> Working data
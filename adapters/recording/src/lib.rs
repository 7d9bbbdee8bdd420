#![deny(
    unsafe_code,
    missing_docs,
    dead_code,
    unused_results,
    non_snake_case,
    unreachable_pub
)]

//! Animated GIF recorder for captured snake frames.

use anyhow::Result as AnyResult;
use image::{
    codecs::gif::{GifEncoder, Repeat},
    Delay, Frame, RgbaImage,
};
use log::info;
use snake_autopilot_rendering::{CapturedFrame, FrameRecorder};
use std::{
    fs::File,
    io::{self, BufWriter},
    path::{Path, PathBuf},
    time::Duration,
};
use thiserror::Error;

/// File name used when no output path is configured.
pub const DEFAULT_OUTPUT: &str = "snake_game.gif";

/// Display time of a single frame.
pub const DEFAULT_FRAME_DELAY: Duration = Duration::from_millis(100);

/// Quantizer speed handed to the GIF encoder, from 1 (best) to 30 (fastest).
const ENCODER_SPEED: i32 = 10;

/// Failures raised while accumulating or writing a recording.
#[derive(Debug, Error)]
pub enum RecordingError {
    /// The output file could not be created.
    #[error("failed to create {}", path.display())]
    Io {
        /// Destination that failed.
        path: PathBuf,
        /// Underlying I/O failure.
        #[source]
        source: io::Error,
    },
    /// The GIF encoder rejected a frame.
    #[error("failed to encode animation")]
    Encode(#[from] image::ImageError),
    /// A frame's dimensions differ from the first recorded frame.
    #[error("frame is {found_width}x{found_height} but the recording is {expected_width}x{expected_height}")]
    FrameSize {
        /// Width of the first recorded frame.
        expected_width: u32,
        /// Height of the first recorded frame.
        expected_height: u32,
        /// Width of the rejected frame.
        found_width: u32,
        /// Height of the rejected frame.
        found_height: u32,
    },
    /// The pixel buffer does not hold four bytes for every pixel.
    #[error("{width}x{height} frame carries {bytes} bytes")]
    MalformedFrame {
        /// Declared width.
        width: u32,
        /// Declared height.
        height: u32,
        /// Actual buffer length.
        bytes: usize,
    },
}

/// Keeps every captured frame in memory and writes them as a looping GIF.
#[derive(Debug)]
pub struct GifRecorder {
    path: PathBuf,
    frame_delay: Duration,
    frames: Vec<CapturedFrame>,
}

impl Default for GifRecorder {
    fn default() -> Self {
        Self::new(DEFAULT_OUTPUT)
    }
}

impl GifRecorder {
    /// Creates a recorder that writes to `path`.
    #[must_use]
    pub fn new(path: impl Into<PathBuf>) -> Self {
        Self {
            path: path.into(),
            frame_delay: DEFAULT_FRAME_DELAY,
            frames: Vec::new(),
        }
    }

    /// Overrides how long each frame is shown.
    #[must_use]
    pub fn with_frame_delay(mut self, frame_delay: Duration) -> Self {
        self.frame_delay = frame_delay;
        self
    }

    /// Destination of the exported animation.
    #[must_use]
    pub fn path(&self) -> &Path {
        &self.path
    }

    /// Validates and stores a frame.
    pub fn push(&mut self, frame: CapturedFrame) -> Result<(), RecordingError> {
        let expected_len = frame.width as usize * frame.height as usize * 4;
        if frame.rgba.len() != expected_len {
            return Err(RecordingError::MalformedFrame {
                width: frame.width,
                height: frame.height,
                bytes: frame.rgba.len(),
            });
        }

        if let Some(first) = self.frames.first() {
            if (first.width, first.height) != (frame.width, frame.height) {
                return Err(RecordingError::FrameSize {
                    expected_width: first.width,
                    expected_height: first.height,
                    found_width: frame.width,
                    found_height: frame.height,
                });
            }
        }

        self.frames.push(frame);
        Ok(())
    }

    /// Encodes all stored frames, returning `None` without touching the
    /// file system when nothing was recorded.
    pub fn write(&self) -> Result<Option<PathBuf>, RecordingError> {
        if self.frames.is_empty() {
            return Ok(None);
        }

        let file = File::create(&self.path).map_err(|source| RecordingError::Io {
            path: self.path.clone(),
            source,
        })?;
        let mut encoder = GifEncoder::new_with_speed(BufWriter::new(file), ENCODER_SPEED);
        encoder.set_repeat(Repeat::Infinite)?;

        let delay = Delay::from_numer_denom_ms(self.frame_delay.as_millis() as u32, 1);
        for captured in &self.frames {
            let image = RgbaImage::from_raw(captured.width, captured.height, captured.rgba.clone())
                .ok_or(RecordingError::MalformedFrame {
                    width: captured.width,
                    height: captured.height,
                    bytes: captured.rgba.len(),
                })?;
            encoder.encode_frame(Frame::from_parts(image, 0, 0, delay))?;
        }

        info!(
            "saved {} frames to {}",
            self.frames.len(),
            self.path.display()
        );
        Ok(Some(self.path.clone()))
    }
}

impl FrameRecorder for GifRecorder {
    fn clear(&mut self) {
        self.frames.clear();
    }

    fn record(&mut self, frame: CapturedFrame) -> AnyResult<()> {
        Ok(self.push(frame)?)
    }

    fn frame_count(&self) -> usize {
        self.frames.len()
    }

    fn export(&mut self) -> AnyResult<Option<PathBuf>> {
        Ok(self.write()?)
    }
}

#[cfg(test)]
mod tests {
    use super::*;

    fn solid(width: u32, height: u32, rgba: [u8; 4]) -> CapturedFrame {
        CapturedFrame {
            width,
            height,
            rgba: rgba.repeat((width * height) as usize),
        }
    }

    #[test]
    fn empty_recording_exports_nothing() {
        let path = std::env::temp_dir().join("snake-autopilot-never-written.gif");
        let mut recorder = GifRecorder::new(&path);

        assert_eq!(recorder.export().expect("empty export succeeds"), None);
        assert!(!path.exists());
    }

    #[test]
    fn clear_discards_frames() {
        let mut recorder = GifRecorder::default();
        recorder
            .record(solid(2, 2, [0, 255, 0, 255]))
            .expect("valid frame");
        recorder
            .record(solid(2, 2, [255, 0, 0, 255]))
            .expect("valid frame");
        assert_eq!(recorder.frame_count(), 2);

        recorder.clear();

        assert_eq!(recorder.frame_count(), 0);
        assert_eq!(recorder.path(), Path::new(DEFAULT_OUTPUT));
    }

    #[test]
    fn mismatched_frame_size_is_rejected() {
        let mut recorder = GifRecorder::default();
        recorder
            .push(solid(4, 2, [0, 0, 0, 255]))
            .expect("valid frame");

        let error = recorder
            .push(solid(2, 4, [0, 0, 0, 255]))
            .expect_err("size change must be rejected");

        assert!(matches!(
            error,
            RecordingError::FrameSize {
                expected_width: 4,
                expected_height: 2,
                found_width: 2,
                found_height: 4,
            }
        ));
        assert_eq!(recorder.frame_count(), 1);
    }

    #[test]
    fn truncated_buffer_is_rejected() {
        let mut recorder = GifRecorder::default();

        let error = recorder
            .push(CapturedFrame {
                width: 3,
                height: 3,
                rgba: vec![0; 10],
            })
            .expect_err("short buffer must be rejected");

        assert_eq!(error.to_string(), "3x3 frame carries 10 bytes");
    }
}
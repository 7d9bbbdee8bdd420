//! Breadth-first route search over the open grid.

use std::collections::VecDeque;

use snake_autopilot_core::{Cell, GridSize, Move, TailPolicy};

use crate::PathFinder;

/// Neighbour expansion order. Ties between equally short routes resolve in this order.
const EXPANSION_ORDER: [Move; 4] = [Move::Down, Move::Up, Move::Right, Move::Left];

/// Dense set of cells a route must not pass through.
#[derive(Clone, Debug, PartialEq, Eq)]
pub struct BlockedCells {
    grid: GridSize,
    cells: Vec<bool>,
}

impl BlockedCells {
    /// Creates an empty blocked set covering `grid`.
    #[must_use]
    pub fn new(grid: GridSize) -> Self {
        Self {
            grid,
            cells: vec![false; grid.cell_count()],
        }
    }

    /// Blocks every body cell. Under [`TailPolicy::Vacates`] the tail is left
    /// open unless it holds `goal`: reaching the goal grows the snake, so the
    /// tail stays where it is.
    #[must_use]
    pub fn from_body(grid: GridSize, body: &[Cell], goal: Cell, tail_policy: TailPolicy) -> Self {
        let mut blocked = Self::new(grid);
        let occupied = match tail_policy {
            TailPolicy::Vacates if body.last() != Some(&goal) => {
                &body[..body.len().saturating_sub(1)]
            }
            TailPolicy::Blocked | TailPolicy::Vacates => body,
        };
        for &cell in occupied {
            blocked.block(cell);
        }
        blocked
    }

    /// Marks the cell as blocked. Cells outside the grid are ignored.
    pub fn block(&mut self, cell: Cell) {
        if let Some(index) = self.grid.index(cell) {
            self.cells[index] = true;
        }
    }

    /// Reports whether the cell is blocked.
    #[must_use]
    pub fn is_blocked(&self, cell: Cell) -> bool {
        self.grid
            .index(cell)
            .map_or(false, |index| self.cells[index])
    }

    /// Grid the set was built for.
    #[must_use]
    pub const fn grid(&self) -> GridSize {
        self.grid
    }
}

#[derive(Clone, Copy, Debug)]
struct Entry {
    cell: Cell,
    parent: Option<usize>,
    step: Option<Move>,
}

/// Breadth-first search that reuses its buffers between requests.
///
/// Cells are marked visited when dequeued rather than when enqueued, so a cell
/// may sit in the queue several times but is expanded once. Every queued entry
/// links back to the entry it was reached from, which encodes the move
/// sequence taken to reach it.
#[derive(Debug, Default)]
pub struct BreadthFirst {
    entries: Vec<Entry>,
    queue: VecDeque<usize>,
    visited: Vec<bool>,
}

impl BreadthFirst {
    /// Creates a search with empty buffers.
    #[must_use]
    pub fn new() -> Self {
        Self::default()
    }

    fn trace(&self, mut index: usize) -> Vec<Move> {
        let mut moves = Vec::new();
        loop {
            let entry = self.entries[index];
            let (Some(step), Some(parent)) = (entry.step, entry.parent) else {
                break;
            };
            moves.push(step);
            index = parent;
        }
        moves.reverse();
        moves
    }
}

impl PathFinder for BreadthFirst {
    fn find_path(&mut self, start: Cell, goal: Cell, blocked: &BlockedCells) -> Option<Vec<Move>> {
        let grid = blocked.grid();

        self.entries.clear();
        self.queue.clear();
        self.visited.clear();
        self.visited.resize(grid.cell_count(), false);

        self.entries.push(Entry {
            cell: start,
            parent: None,
            step: None,
        });
        self.queue.push_back(0);

        while let Some(index) = self.queue.pop_front() {
            let cell = self.entries[index].cell;
            if cell == goal {
                return Some(self.trace(index));
            }

            let Some(slot) = grid.index(cell) else {
                continue;
            };
            if self.visited[slot] {
                continue;
            }
            self.visited[slot] = true;

            for step in EXPANSION_ORDER {
                let Some(next) = cell.step(step, grid) else {
                    continue;
                };
                if blocked.is_blocked(next) {
                    continue;
                }
                self.entries.push(Entry {
                    cell: next,
                    parent: Some(index),
                    step: Some(step),
                });
                self.queue.push_back(self.entries.len() - 1);
            }
        }

        None
    }
}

> Problem
Begin at the top of the records above and quote each line exactly, ending with the line that contains "pub const DEFAULT_OUTPUT: &str".

> Solution to this task
filename adapters/recording/src/lib.rs
repository 7d9bbbdee8bdd420
#![deny(
    unsafe_code,
    missing_docs,
    dead_code,
    unused_results,
    non_snake_case,
    unreachable_pub
)]

//! Animated GIF recorder for captured snake frames.

use anyhow::Result as AnyResult;
use image::{
    codecs::gif::{GifEncoder, Repeat},
    Delay, Frame, RgbaImage,
};
use log::info;
use snake_autopilot_rendering::{CapturedFrame, FrameRecorder};
use std::{
    fs::File,
    io::{self, BufWriter},
    path::{Path, PathBuf},
    time::Duration,
};
use thiserror::Error;

/// File name used when no output path is configured.
pub const DEFAULT_OUTPUT: &str = "snake_game.gif";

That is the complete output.